▶ **Required action**
Go through the material below and return each line with the string "crate" in it.

↓

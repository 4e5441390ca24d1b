use eframe::egui::{self, ScrollArea, Ui};

use crate::config::DashboardConfig;
use crate::state::AppState;
use crate::ui::{overview, panels, plot};

// ---------------------------------------------------------------------------
// eframe App implementation
// ---------------------------------------------------------------------------

pub struct OlympicsDashboardApp {
    pub state: AppState,
    config: DashboardConfig,
}

impl OlympicsDashboardApp {
    pub fn new(state: AppState, config: DashboardConfig) -> Self {
        Self { state, config }
    }
}

impl eframe::App for OlympicsDashboardApp {
    fn update(&mut self, ctx: &egui::Context, _frame: &mut eframe::Frame) {
        // Widgets only queue events; they are applied once the frame is drawn.
        let mut events = Vec::new();
        let state = &self.state;
        let config = &self.config;

        // ---- Top panel: menu bar ----
        egui::TopBottomPanel::top("top_bar").show(ctx, |ui| {
            panels::top_bar(ui, state, &mut events);
        });

        // ---- Left side panel: filters ----
        egui::SidePanel::left("filter_panel")
            .default_width(240.0)
            .resizable(true)
            .show(ctx, |ui| {
                panels::side_panel(ui, state, &mut events);
            });

        // ---- Central panel: metrics, table, charts, details ----
        egui::CentralPanel::default().show(ctx, |ui| {
            ScrollArea::vertical()
                .auto_shrink([false, false])
                .show(ui, |ui: &mut Ui| {
                    ui.heading(config.window_title.as_str());
                    ui.separator();

                    ui.heading("Overview");
                    overview::metrics(ui, state);
                    ui.add_space(8.0);

                    ui.heading("Data Table");
                    overview::records_table(
                        ui,
                        "data_table",
                        state,
                        &state.view.visible_indices,
                        config.table_height,
                    );
                    ui.separator();

                    ui.heading("Visualizations");
                    ui.strong("Medal Counts by Country");
                    plot::medals_by_country(ui, state, config.chart_height);
                    ui.add_space(8.0);

                    ui.strong("GDP vs Total Medals");
                    plot::gdp_vs_medals(ui, state, config.chart_height);
                    ui.add_space(8.0);

                    ui.strong("Medal Distribution by Region");
                    plot::region_distribution(ui, state, config.pie_size);
                    ui.separator();

                    ui.heading("Detailed Country Statistics");
                    overview::country_details(ui, state, config.detail_table_height, &mut events);
                });
        });

        if !events.is_empty() {
            for event in events {
                self.state.apply(event);
            }
            ctx.request_repaint();
        }
    }
}
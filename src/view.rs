use crate::data::aggregate::{self, CountryTotal, RegionTotal, Summary};
use crate::data::detail;
use crate::data::filter::{FilterParams, filtered_indices};
use crate::data::model::OlympicsDataset;

// ---------------------------------------------------------------------------
// ViewModel – everything one pass hands to the renderer
// ---------------------------------------------------------------------------

/// Result of one recomputation pass. Rebuilt from scratch on every event.
#[derive(Debug, Clone, PartialEq)]
pub struct ViewModel {
    /// Indices of records passing the filters, in file order.
    pub visible_indices: Vec<usize>,
    pub summary: Summary,
    pub region_totals: Vec<RegionTotal>,
    /// Bar chart data, highest total first.
    pub country_totals: Vec<CountryTotal>,
    /// Countries the detail selector may offer.
    pub country_options: Vec<String>,
    /// Validated detail selection.
    pub selected_country: Option<String>,
    /// Rows of `selected_country` within the filtered set.
    pub detail_indices: Vec<usize>,
}

/// Run filter, aggregation and detail lookup for one pass.
pub fn render(
    dataset: &OlympicsDataset,
    params: &FilterParams,
    requested_country: Option<&str>,
) -> ViewModel {
    let visible_indices = filtered_indices(dataset, params);
    let records = &dataset.records;
    let visible = &visible_indices;
    let rows = move || visible.iter().map(move |&i| &records[i]);

    let country_options = detail::country_options(dataset, &visible_indices);
    let selected_country = detail::validate_selection(requested_country, &country_options);
    let detail_indices = selected_country
        .as_deref()
        .map(|c| detail::country_rows(dataset, &visible_indices, c))
        .unwrap_or_default();

    log::debug!(
        "pass: {} of {} records visible, {} regions selected",
        visible_indices.len(),
        dataset.len(),
        params.regions.len()
    );

    ViewModel {
        summary: aggregate::summarize(rows()),
        region_totals: aggregate::region_totals(rows()),
        country_totals: aggregate::country_totals(rows()),
        country_options,
        selected_country,
        detail_indices,
        visible_indices,
    }
}

#[cfg(test)]
mod tests {
    use super::*;
    use crate::data::model::Record;

    fn usa_chn() -> OlympicsDataset {
        OlympicsDataset::from_records(
            vec![
                Record::new("USA", "Americas", 21000.0, 331.0, 113),
                Record::new("CHN", "Asia", 14000.0, 1441.0, 88),
            ],
            Vec::new(),
        )
    }

    #[test]
    fn both_regions_full_ranges() {
        let ds = usa_chn();
        let params = FilterParams::defaults_for(&ds);
        let view = render(&ds, &params, None);

        assert_eq!(view.visible_indices, vec![0, 1]);
        assert_eq!(view.summary.total_medals, 201);
        assert_eq!(crate::format::thousands(view.summary.avg_gdp.unwrap(), 2), "17,500.00");
        assert_eq!(
            view.region_totals,
            vec![
                RegionTotal { region: "Americas".into(), total: 113 },
                RegionTotal { region: "Asia".into(), total: 88 },
            ]
        );
        assert_eq!(view.selected_country.as_deref(), Some("USA"));
        assert_eq!(view.detail_indices, vec![0]);
    }

    #[test]
    fn asia_only() {
        let ds = usa_chn();
        let mut params = FilterParams::defaults_for(&ds);
        params.regions = ["Asia".to_string()].into();
        let view = render(&ds, &params, None);

        assert_eq!(view.visible_indices, vec![1]);
        assert_eq!(view.summary.total_medals, 88);
        assert_eq!(
            view.region_totals,
            vec![RegionTotal { region: "Asia".into(), total: 88 }]
        );
    }

    #[test]
    fn no_regions_renders_empty_state() {
        let ds = usa_chn();
        let mut params = FilterParams::defaults_for(&ds);
        params.regions.clear();
        let view = render(&ds, &params, Some("USA"));

        assert!(view.visible_indices.is_empty());
        assert_eq!(view.summary.total_medals, 0);
        assert_eq!(view.summary.avg_gdp, None);
        assert!(view.region_totals.is_empty());
        assert!(view.country_options.is_empty());
        assert_eq!(view.selected_country, None);
        assert!(view.detail_indices.is_empty());
    }

    #[test]
    fn filtered_out_selection_is_revalidated() {
        let ds = usa_chn();
        let mut params = FilterParams::defaults_for(&ds);
        params.regions = ["Asia".to_string()].into();
        let view = render(&ds, &params, Some("USA"));

        assert_eq!(view.country_options, vec!["CHN"]);
        assert_eq!(view.selected_country.as_deref(), Some("CHN"));
        assert_eq!(view.detail_indices, vec![1]);
    }

    #[test]
    fn repeated_passes_are_identical() {
        let ds = usa_chn();
        let params = FilterParams::defaults_for(&ds);
        let a = render(&ds, &params, Some("CHN"));
        let b = render(&ds, &params, Some("CHN"));
        assert_eq!(a, b);
        assert_eq!(format!("{a:?}"), format!("{b:?}"));
    }
}
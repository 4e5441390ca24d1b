use std::collections::{BTreeMap, HashMap};

use super::model::Record;

// ---------------------------------------------------------------------------
// Scalar summaries
// ---------------------------------------------------------------------------

/// The three overview metrics of a filtered set.
#[derive(Debug, Clone, PartialEq)]
pub struct Summary {
    pub total_medals: u64,
    /// `None` when there is no GDP value to average.
    pub avg_gdp: Option<f64>,
    /// `None` when there is no population value to average.
    pub avg_population: Option<f64>,
}

/// Sum of medals and means of GDP and population over `records`.
pub fn summarize<'a>(records: impl IntoIterator<Item = &'a Record> + Clone) -> Summary {
    Summary {
        total_medals: records.clone().into_iter().map(|r| u64::from(r.total)).sum(),
        avg_gdp: mean(records.clone().into_iter().filter_map(|r| r.gdp)),
        avg_population: mean(records.into_iter().filter_map(|r| r.population)),
    }
}

fn mean(values: impl Iterator<Item = f64>) -> Option<f64> {
    let (sum, count) = values.fold((0.0, 0usize), |(s, n), v| (s + v, n + 1));
    (count > 0).then(|| sum / count as f64)
}

// ---------------------------------------------------------------------------
// Grouped sums
// ---------------------------------------------------------------------------

#[derive(Debug, Clone, PartialEq, Eq)]
pub struct RegionTotal {
    pub region: String,
    pub total: u64,
}

/// Medal totals per region present in `records`, ordered by region name.
pub fn region_totals<'a>(records: impl IntoIterator<Item = &'a Record>) -> Vec<RegionTotal> {
    let mut sums: BTreeMap<&str, u64> = BTreeMap::new();
    for r in records {
        *sums.entry(r.region.as_str()).or_default() += u64::from(r.total);
    }
    sums.into_iter()
        .map(|(region, total)| RegionTotal {
            region: region.to_string(),
            total,
        })
        .collect()
}

#[derive(Debug, Clone, PartialEq, Eq)]
pub struct CountryTotal {
    pub country: String,
    /// Region of the country's first row.
    pub region: String,
    pub total: u64,
}

/// Medal totals per country, highest first. Ties keep first-appearance order.
pub fn country_totals<'a>(records: impl IntoIterator<Item = &'a Record>) -> Vec<CountryTotal> {
    let mut out: Vec<CountryTotal> = Vec::new();
    let mut slot: HashMap<&str, usize> = HashMap::new();
    for r in records {
        match slot.get(r.country.as_str()) {
            Some(&i) => out[i].total += u64::from(r.total),
            None => {
                slot.insert(r.country.as_str(), out.len());
                out.push(CountryTotal {
                    country: r.country.clone(),
                    region: r.region.clone(),
                    total: u64::from(r.total),
                });
            }
        }
    }
    // `out` is in first-appearance order and `sort_by` is stable, so equal
    // totals keep that order.
    out.sort_by(|a, b| b.total.cmp(&a.total));
    out
}

#[cfg(test)]
mod tests {
    use super::*;

    fn usa_chn() -> Vec<Record> {
        vec![
            Record::new("USA", "Americas", 21000.0, 331.0, 113),
            Record::new("CHN", "Asia", 14000.0, 1441.0, 88),
        ]
    }

    #[test]
    fn summary_of_both_rows() {
        let rows = usa_chn();
        let s = summarize(&rows);
        assert_eq!(s.total_medals, 201);
        assert_eq!(s.avg_gdp, Some(17500.0));
        assert_eq!(s.avg_population, Some(886.0));
        assert_eq!(
            region_totals(&rows),
            vec![
                RegionTotal { region: "Americas".into(), total: 113 },
                RegionTotal { region: "Asia".into(), total: 88 },
            ]
        );
    }

    #[test]
    fn empty_set_has_zero_total_and_no_means() {
        let rows: Vec<Record> = Vec::new();
        let s = summarize(&rows);
        assert_eq!(s.total_medals, 0);
        assert_eq!(s.avg_gdp, None);
        assert_eq!(s.avg_population, None);
        assert!(region_totals(&rows).is_empty());
        assert!(country_totals(&rows).is_empty());
    }

    #[test]
    fn means_skip_missing_values() {
        let mut rows = usa_chn();
        rows[1].gdp = None;
        let s = summarize(&rows);
        assert_eq!(s.avg_gdp, Some(21000.0));
        assert_eq!(s.total_medals, 201);
    }

    #[test]
    fn grouped_sums_equal_total() {
        let rows = vec![
            Record::new("USA", "Americas", 21000.0, 331.0, 113),
            Record::new("CHN", "Asia", 14000.0, 1441.0, 88),
            Record::new("JPN", "Asia", 5000.0, 126.0, 58),
            Record::new("BRA", "Americas", 1400.0, 212.0, 21),
            Record::new("GBR", "Europe", 2800.0, 67.0, 65),
        ];
        let total = summarize(&rows).total_medals;
        let by_region: u64 = region_totals(&rows).iter().map(|t| t.total).sum();
        let by_country: u64 = country_totals(&rows).iter().map(|t| t.total).sum();
        assert_eq!(by_region, total);
        assert_eq!(by_country, total);
        assert_eq!(region_totals(&rows).len(), 3);
    }

    #[test]
    fn largest_counts_sum_without_overflow() {
        let rows = vec![
            Record::new("USA", "Americas", 21000.0, 331.0, u32::MAX),
            Record::new("USA", "Americas", 21000.0, 331.0, u32::MAX),
            Record::new("CAN", "Americas", 1600.0, 38.0, 1),
        ];
        let expected = 2 * u64::from(u32::MAX) + 1;
        assert_eq!(summarize(&rows).total_medals, expected);
        assert_eq!(region_totals(&rows)[0].total, expected);
        assert_eq!(country_totals(&rows)[0].total, 2 * u64::from(u32::MAX));
    }

    #[test]
    fn country_totals_merge_repeated_countries_and_sort_descending() {
        let rows = vec![
            Record::new("GBR", "Europe", 2800.0, 67.0, 30),
            Record::new("CHN", "Asia", 14000.0, 1441.0, 88),
            Record::new("GBR", "Europe", 2800.0, 67.0, 35),
            Record::new("AUS", "Oceania", 1400.0, 25.0, 46),
            Record::new("NED", "Europe", 900.0, 17.0, 46),
        ];
        let names: Vec<(String, u64)> = country_totals(&rows)
            .into_iter()
            .map(|t| (t.country, t.total))
            .collect();
        let expected = [("CHN", 88), ("GBR", 65), ("AUS", 46), ("NED", 46)];
        assert_eq!(
            names,
            expected.map(|(c, t)| (c.to_string(), t)).to_vec()
        );
    }
}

↑

▶ **Written solution**
use crate::config::DashboardConfig;
use crate::state::AppState;
use crate::ui::{overview, panels, plot};
use crate::data::aggregate::{self, CountryTotal, RegionTotal, Summary};
use crate::data::detail;
use crate::data::filter::{FilterParams, filtered_indices};
use crate::data::model::OlympicsDataset;
    use crate::data::model::Record;
        assert_eq!(crate::format::thousands(view.summary.avg_gdp.unwrap(), 2), "17,500.00");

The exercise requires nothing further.